Gammaherpesvirus infection unveils exaggerated germinal center responses in an SR-BI-deficient host

Damon L Schmalzriedt; Erika R Johansen; Carlie A Aurubin; Cade R Rahlf; Bradey Stuart; Daisy Sahoo; Vera L Tarakanova

doi:10.1128/jvi.00757-25

Gammaherpesvirus infection unveils exaggerated germinal center responses in an SR-BI-deficient host

J Virol. 2025 May 30:e0075725. doi: 10.1128/jvi.00757-25. Online ahead of print.

Authors

Damon L Schmalzriedt¹, Erika R Johansen¹, Carlie A Aurubin¹, Cade R Rahlf¹, Bradey Stuart², Daisy Sahoo^{3

4

5}, Vera L Tarakanova^{1

5}

Affiliations

¹ Department of Microbiology and Immunology, Medical College of Wisconsin, Milwaukee, Wisconsin, USA.
² Medical Scientist Training Program, Medical College of Wisconsin, Milwaukee, Wisconsin, USA.
³ Department of Medicine, Medical College of Wisconsin, Milwaukee, Wisconsin, USA.
⁴ Cardiovascular Center, Medical College of Wisconsin, Milwaukee, Wisconsin, USA.
⁵ Cancer Center, Medical College of Wisconsin, Milwaukee, Wisconsin, USA.

PMID: 40444948
DOI: 10.1128/jvi.00757-25

Abstract

Lipid metabolism has emerged as an important regulator of acute viral infections by affecting viral replication and the host immune response. In contrast, the role of host lipid metabolism during chronic viral infection has been less explored. The current study aims to define the role of scavenger receptor class B type I (SR-BI), a primary physiologic receptor for high-density lipoprotein (HDL), during natural gammaherpesvirus infection. Gammaherpesviruses are highly prevalent cancer-associated pathogens that induce and manipulate germinal center responses to establish life-long infection of B cells. Importantly, gammaherpesvirus-infected germinal center B cells are thought to be the target of viral transformation. In this study, we found that global SR-BI deficiency led to increased gammaherpesvirus lytic gene expression in the lungs during the acute stage of infection. Chronic gammaherpesvirus infection of the SR-BI-deficient host was associated with exaggerated germinal center responses and increased differentiation of self-reactive B cells that persisted during the long-term stage of chronic infection. Interestingly, SR-BI-deficient germinal center B cells, although more numerous, failed to support efficient gammaherpesvirus infection. The exaggerated germinal center response was also observed following immunization of the SR-BI-deficient host, unveiling the novel role of SR-BI as a negative regulator of physiological and gammaherpesvirus-driven germinal center responses.

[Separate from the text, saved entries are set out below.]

//! Batch command implementation
//!
//! Prices every row of a CSV file and writes a processed report.

use std::path::Path;

use tracing::info;

use crate::batch::{process_file, BatchFormat, BatchSummary};
use crate::config::CliConfig;
use crate::{CliError, Result};

/// Run the batch command
pub fn run(
    input: &str,
    original_name: Option<&str>,
    output_dir: Option<&str>,
    format: &str,
    config: &CliConfig,
) -> Result<BatchSummary> {
    let format: BatchFormat = format.parse()?;
    let input_path = Path::new(input);

    if !input_path.exists() {
        return Err(CliError::invalid_argument(format!(
            "Input file not found: {}",
            input
        )));
    }

    let output_dir = output_dir
        .map(Path::new)
        .unwrap_or(config.output_dir.as_path());

    info!("Starting batch pricing...");
    info!("  Input: {}", input);
    info!("  Output directory: {}", output_dir.display());
    info!("  Output format: {}", format.extension());

    let summary = process_file(input_path, original_name, output_dir, format)?;

    info!(
        "Batch complete: {} rows, {} succeeded, {} failed",
        summary.rows, summary.succeeded, summary.failed
    );

    Ok(summary)
}
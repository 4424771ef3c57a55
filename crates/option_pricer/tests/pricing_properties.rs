//! Property-based tests for the closed-form pricer.
//!
//! Covers put-call parity, monotonicity, shared gamma/vega and the
//! non-panicking contract of `price_option`.

use option_pricer::{compute_greeks, price_call, price_option, price_put, OptionInputs};
use proptest::prelude::*;

fn spot_strategy() -> impl Strategy<Value = f64> {
    1.0..1_000.0
}

fn expiry_strategy() -> impl Strategy<Value = f64> {
    0.01..10.0
}

fn rate_strategy() -> impl Strategy<Value = f64> {
    -0.05..0.20
}

fn volatility_strategy() -> impl Strategy<Value = f64> {
    0.01..2.0
}

fn dividend_strategy() -> impl Strategy<Value = f64> {
    0.0..0.10
}

proptest! {
    #![proptest_config(ProptestConfig::with_cases(500))]

    #[test]
    fn test_put_call_parity(
        s in spot_strategy(),
        k in spot_strategy(),
        t in expiry_strategy(),
        r in rate_strategy(),
        sigma in volatility_strategy(),
        q in dividend_strategy(),
    ) {
        let call = price_call(s, k, t, r, sigma, q);
        let put = price_put(s, k, t, r, sigma, q);
        let forward = s * (-q * t).exp() - k * (-r * t).exp();
        let scale = s.max(k);
        prop_assert!(
            (call - put - forward).abs() <= 1e-9 * scale,
            "parity violated: C - P = {}, forward = {}", call - put, forward
        );
    }

    #[test]
    fn test_call_non_decreasing_in_spot(
        s in spot_strategy(),
        bump in 0.01..0.5_f64,
        k in spot_strategy(),
        t in expiry_strategy(),
        r in rate_strategy(),
        sigma in volatility_strategy(),
        q in dividend_strategy(),
    ) {
        let low = price_call(s, k, t, r, sigma, q);
        let high = price_call(s * (1.0 + bump), k, t, r, sigma, q);
        prop_assert!(high >= low - 1e-9 * s.max(k), "{} < {}", high, low);
    }

    #[test]
    fn test_put_non_decreasing_in_strike(
        s in spot_strategy(),
        k in spot_strategy(),
        bump in 0.01..0.5_f64,
        t in expiry_strategy(),
        r in rate_strategy(),
        sigma in volatility_strategy(),
        q in dividend_strategy(),
    ) {
        let low = price_put(s, k, t, r, sigma, q);
        let high = price_put(s, k * (1.0 + bump), t, r, sigma, q);
        prop_assert!(high >= low - 1e-9 * s.max(k), "{} < {}", high, low);
    }

    #[test]
    fn test_prices_non_decreasing_in_volatility(
        s in spot_strategy(),
        k in spot_strategy(),
        t in expiry_strategy(),
        r in rate_strategy(),
        sigma in volatility_strategy(),
        bump in 0.01..0.5_f64,
        q in dividend_strategy(),
    ) {
        let tolerance = 1e-9 * s.max(k);
        prop_assert!(
            price_call(s, k, t, r, sigma + bump, q) >= price_call(s, k, t, r, sigma, q) - tolerance
        );
        prop_assert!(
            price_put(s, k, t, r, sigma + bump, q) >= price_put(s, k, t, r, sigma, q) - tolerance
        );
    }

    #[test]
    fn test_gamma_vega_shared_between_sides(
        s in spot_strategy(),
        k in spot_strategy(),
        t in expiry_strategy(),
        r in rate_strategy(),
        sigma in volatility_strategy(),
        q in dividend_strategy(),
    ) {
        let g = compute_greeks(s, k, t, r, sigma, q);
        prop_assert!(g.gamma >= 0.0);
        prop_assert!(g.vega >= 0.0);
        // Δc - Δp = e^(-qT)
        prop_assert!((g.delta_call - g.delta_put - (-q * t).exp()).abs() < 1e-12);
    }

    #[test]
    fn test_price_option_never_panics(
        s in -1e6..1e6_f64,
        k in -1e6..1e6_f64,
        t in -10.0..10.0_f64,
        r in -1.0..1.0_f64,
        sigma in -2.0..2.0_f64,
        q in -1.0..1.0_f64,
    ) {
        let result = price_option(s, k, t, r, sigma, q);
        if result.is_success() {
            prop_assert!(result.call_price().is_some());
            prop_assert!(result.put_price().is_some());
            prop_assert!(result.greeks().is_some());
        } else {
            prop_assert!(!result.message().is_empty());
        }
    }

    #[test]
    fn test_degenerate_inputs_give_zero(
        s in spot_strategy(),
        k in spot_strategy(),
        t in -5.0..=0.0_f64,
        r in rate_strategy(),
        sigma in volatility_strategy(),
    ) {
        let inputs = OptionInputs::new(s, k, t, r, sigma);
        prop_assert_eq!(inputs.price_call(), 0.0);
        prop_assert_eq!(inputs.price_put(), 0.0);
        prop_assert!(inputs.greeks().is_zero());
    }
}

#[test]
fn test_price_option_handles_non_finite_inputs() {
    for (s, k, t, sigma) in [
        (f64::NAN, 100.0, 1.0, 0.2),
        (100.0, 0.0, 1.0, 0.2),
        (f64::INFINITY, 100.0, 1.0, 0.2),
        (100.0, 100.0, f64::INFINITY, 0.2),
        (100.0, 100.0, 1.0, f64::NAN),
    ] {
        let result = price_option(s, k, t, 0.05, sigma, 0.0);
        assert!(result.is_success(), "unexpected failure: {}", result.message());
    }
}

#[test]
fn test_concurrent_calls_are_independent() {
    let handles: Vec<_> = (0..8)
        .map(|i| {
            std::thread::spawn(move || {
                let k = 80.0 + 5.0 * i as f64;
                (k, price_option(100.0, k, 1.0, 0.05, 0.2, 0.0))
            })
        })
        .collect();

    for handle in handles {
        let (k, result) = handle.join().unwrap();
        assert_eq!(result, price_option(100.0, k, 1.0, 0.05, 0.2, 0.0));
    }
}
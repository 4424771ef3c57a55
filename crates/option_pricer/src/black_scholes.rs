//! Black-Scholes-Merton closed forms for European options.
//!
//! ## Mathematical Formulas
//!
//! **Call Price**: C = S·e^(-qT)·N(d₁) - K·e^(-rT)·N(d₂)
//! **Put Price**: P = K·e^(-rT)·N(-d₂) - S·e^(-qT)·N(-d₁)
//!
//! Where:
//! - d₁ = (ln(S/K) + (r - q + σ²/2)T) / (σ√T)
//! - d₂ = d₁ - σ√T
//!
//! ## Degenerate Inputs
//!
//! `T <= 0` or `σ <= 0` short-circuits before any `ln`/`sqrt` is evaluated:
//! prices are exactly `0.0` and every Greek is exactly `0.0`. This is not
//! intrinsic value; callers needing intrinsic value at expiry layer it on top.
//!
//! Results are not clamped at zero, so a price may come out as a tiny
//! negative number from rounding.

use crate::distributions::{norm_cdf, norm_pdf};
use crate::greeks::{GreekSet, RHO_SCALE, THETA_DAYS_PER_YEAR, VEGA_SCALE};
use crate::inputs::d1;

/// Quantities shared by every formula for one set of valid inputs.
struct Terms {
    sqrt_t: f64,
    d1: f64,
    d2: f64,
    /// e^(-qT)
    dividend_discount: f64,
    /// e^(-rT)
    discount: f64,
}

impl Terms {
    #[inline]
    fn new(s: f64, k: f64, t: f64, r: f64, sigma: f64, q: f64) -> Self {
        let sqrt_t = t.sqrt();
        let d1 = d1(s, k, t, r, sigma, q);
        Self {
            sqrt_t,
            d1,
            d2: d1 - sigma * sqrt_t,
            dividend_discount: (-q * t).exp(),
            discount: (-r * t).exp(),
        }
    }
}

#[inline]
fn is_degenerate(t: f64, sigma: f64) -> bool {
    t <= 0.0 || sigma <= 0.0
}

/// European call price.
///
/// C = S·e^(-qT)·N(d₁) - K·e^(-rT)·N(d₂)
///
/// # Arguments
/// * `s` - Spot price
/// * `k` - Strike price
/// * `t` - Time to expiry in years
/// * `r` - Risk-free rate
/// * `sigma` - Volatility
/// * `q` - Continuous dividend yield (pass `0.0` for none)
///
/// # Examples
/// ```
/// use option_pricer::price_call;
///
/// let price = price_call(100.0, 100.0, 1.0, 0.05, 0.2, 0.0);
/// assert!((price - 10.4506).abs() < 1e-3);
///
/// // Expired: exactly zero, not intrinsic value
/// assert_eq!(price_call(120.0, 100.0, 0.0, 0.05, 0.2, 0.0), 0.0);
/// ```
pub fn price_call(s: f64, k: f64, t: f64, r: f64, sigma: f64, q: f64) -> f64 {
    if is_degenerate(t, sigma) {
        return 0.0;
    }

    let terms = Terms::new(s, k, t, r, sigma, q);
    s * terms.dividend_discount * norm_cdf(terms.d1) - k * terms.discount * norm_cdf(terms.d2)
}

/// European put price.
///
/// P = K·e^(-rT)·N(-d₂) - S·e^(-qT)·N(-d₁)
///
/// Arguments as for [`price_call`].
///
/// # Examples
/// ```
/// use option_pricer::price_put;
///
/// let price = price_put(100.0, 100.0, 1.0, 0.05, 0.2, 0.0);
/// assert!((price - 5.5735).abs() < 1e-3);
/// ```
pub fn price_put(s: f64, k: f64, t: f64, r: f64, sigma: f64, q: f64) -> f64 {
    if is_degenerate(t, sigma) {
        return 0.0;
    }

    let terms = Terms::new(s, k, t, r, sigma, q);
    k * terms.discount * norm_cdf(-terms.d2) - s * terms.dividend_discount * norm_cdf(-terms.d1)
}

/// Full Greek set for the call/put pair.
///
/// - Delta: call e^(-qT)·N(d₁), put -e^(-qT)·N(-d₁)
/// - Gamma: e^(-qT)·φ(d₁) / (S·σ·√T)
/// - Vega: S·e^(-qT)·φ(d₁)·√T / 100
/// - Theta: see below, divided by 365
/// - Rho: call K·T·e^(-rT)·N(d₂) / 100, put -K·T·e^(-rT)·N(-d₂) / 100
///
/// Call theta = -S·e^(-qT)·φ(d₁)·σ/(2√T) - r·K·e^(-rT)·N(d₂) + q·S·e^(-qT)·N(d₁)
/// Put theta = -S·e^(-qT)·φ(d₁)·σ/(2√T) + r·K·e^(-rT)·N(-d₂) - q·S·e^(-qT)·N(-d₁)
///
/// # Examples
/// ```
/// use option_pricer::compute_greeks;
///
/// let g = compute_greeks(100.0, 100.0, 1.0, 0.05, 0.2, 0.0);
/// assert!((g.delta_call - 0.6368).abs() < 1e-3);
/// assert!((g.vega - 0.3752).abs() < 1e-3);
///
/// assert!(compute_greeks(100.0, 100.0, 0.0, 0.05, 0.2, 0.0).is_zero());
/// ```
pub fn compute_greeks(s: f64, k: f64, t: f64, r: f64, sigma: f64, q: f64) -> GreekSet {
    if is_degenerate(t, sigma) {
        return GreekSet::zero();
    }

    let terms = Terms::new(s, k, t, r, sigma, q);
    let pdf_d1 = norm_pdf(terms.d1);
    let n_d1 = norm_cdf(terms.d1);
    let n_minus_d1 = norm_cdf(-terms.d1);
    let n_d2 = norm_cdf(terms.d2);
    let n_minus_d2 = norm_cdf(-terms.d2);

    let spot_discounted = s * terms.dividend_discount;
    let strike_discounted = k * terms.discount;

    // -S·e^(-qT)·φ(d₁)·σ / (2√T), common to both thetas
    let time_decay = -spot_discounted * pdf_d1 * sigma / (2.0 * terms.sqrt_t);

    GreekSet {
        delta_call: terms.dividend_discount * n_d1,
        delta_put: -terms.dividend_discount * n_minus_d1,
        gamma: terms.dividend_discount * pdf_d1 / (s * sigma * terms.sqrt_t),
        vega: spot_discounted * pdf_d1 * terms.sqrt_t / VEGA_SCALE,
        theta_call: (time_decay - r * strike_discounted * n_d2 + q * spot_discounted * n_d1)
            / THETA_DAYS_PER_YEAR,
        theta_put: (time_decay + r * strike_discounted * n_minus_d2
            - q * spot_discounted * n_minus_d1)
            / THETA_DAYS_PER_YEAR,
        rho_call: k * t * terms.discount * n_d2 / RHO_SCALE,
        rho_put: -k * t * terms.discount * n_minus_d2 / RHO_SCALE,
    }
}
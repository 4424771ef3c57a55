//! option-pricer CLI - Black-Scholes pricing from the command line
//!
//! # Commands
//!
//! - `option-pricer price` - Price a single European call/put pair
//! - `option-pricer batch --input <file>` - Price every row of a CSV file

use std::path::Path;

use clap::{Parser, Subcommand};
use option_cli::commands;
use option_cli::config::CliConfig;
use option_cli::Result;
use option_pricer::OptionInputs;
use tracing::info;
use tracing_subscriber::{layer::SubscriberExt, util::SubscriberInitExt, EnvFilter};

/// Black-Scholes-Merton European option pricer
#[derive(Parser)]
#[command(name = "option-pricer")]
#[command(author, version, about, long_about = None)]
struct Cli {
    /// Enable verbose output
    #[arg(short, long, global = true)]
    verbose: bool,

    /// Configuration file path
    #[arg(short, long, global = true, default_value = "option-pricer.toml")]
    config: String,

    #[command(subcommand)]
    command: Commands,
}

#[derive(Subcommand)]
enum Commands {
    /// Price one contract
    Price {
        /// Spot price of the underlying (S)
        #[arg(long, allow_negative_numbers = true)]
        spot: f64,

        /// Strike price (K)
        #[arg(long, allow_negative_numbers = true)]
        strike: f64,

        /// Time to expiry in years (T)
        #[arg(long, allow_negative_numbers = true)]
        expiry: f64,

        /// Risk-free rate (r), e.g. 0.05
        #[arg(long, allow_negative_numbers = true)]
        rate: f64,

        /// Annualised volatility (sigma), e.g. 0.2
        #[arg(long, allow_negative_numbers = true)]
        volatility: f64,

        /// Continuous dividend yield (q)
        #[arg(long, default_value = "0.0", allow_negative_numbers = true)]
        dividend_yield: f64,

        /// Output format (table, json)
        #[arg(short, long, default_value = "table")]
        format: String,
    },

    /// Price every row of a CSV file
    Batch {
        /// Path to the input CSV file
        #[arg(short, long)]
        input: String,

        /// Name used for the output file instead of the input file name
        #[arg(long)]
        original_name: Option<String>,

        /// Output directory (defaults to the configured output_dir)
        #[arg(short, long)]
        output_dir: Option<String>,

        /// Output format (csv, json)
        #[arg(short, long, default_value = "csv")]
        format: String,
    },
}

fn init_tracing(verbose: bool, config: &CliConfig) {
    let filter = if verbose {
        EnvFilter::new("debug")
    } else {
        EnvFilter::try_from_default_env()
            .unwrap_or_else(|_| EnvFilter::new(config.log_level.as_filter_str()))
    };

    tracing_subscriber::registry()
        .with(tracing_subscriber::fmt::layer().with_writer(std::io::stderr))
        .with(filter)
        .init();
}

fn main() -> Result<()> {
    let cli = Cli::parse();

    let config = CliConfig::load_or_default(Path::new(&cli.config))?.with_env_override()?;
    config.validate()?;

    init_tracing(cli.verbose, &config);

    if cli.verbose {
        info!("Verbose mode enabled");
    }

    match cli.command {
        Commands::Price {
            spot,
            strike,
            expiry,
            rate,
            volatility,
            dividend_yield,
            format,
        } => {
            let inputs = OptionInputs::new(spot, strike, expiry, rate, volatility)
                .with_dividend_yield(dividend_yield);
            let outcome = commands::price::run(&inputs, &format, &config)?;
            print!("{}", outcome.report);
            if !outcome.report.ends_with('\n') {
                println!();
            }
            outcome.ensure_success()
        }
        Commands::Batch {
            input,
            original_name,
            output_dir,
            format,
        } => {
            let summary = commands::batch::run(
                &input,
                original_name.as_deref(),
                output_dir.as_deref(),
                &format,
                &config,
            )?;
            println!("{}", summary.output_path.display());
            println!(
                "{} rows priced ({} succeeded, {} failed)",
                summary.rows, summary.succeeded, summary.failed
            );
            Ok(())
        }
    }
}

Importance: Lipid metabolism affects diverse acute viral infections. In contrast, less is known about the effect of lipid metabolism on chronic virus infection, including in the context of an intact host. Host lipid homeostasis is maintained via a combination of endogenous lipid synthesis that takes place in most cell types and cellular interaction with exogenous, circulating lipids. This study focuses on defining the interaction between SR-BI, a primary HDL receptor, and natural gammaherpesvirus infection. We found that SR-BI deficiency led to increased expression of lytic gammaherpesvirus genes during acute gammaherpesvirus replication in the lungs. Importantly, chronic gammaherpesvirus infection unveiled the physiological role of SR-BI as a negative regulator of the germinal center response, a B cell differentiation process that is critical for physiological B cell responses and that is manipulated by gammaherpesviruses to establish chronic infection.

Keywords: SR-BI; cholesterol; gammaherpesvirus; germinal center response.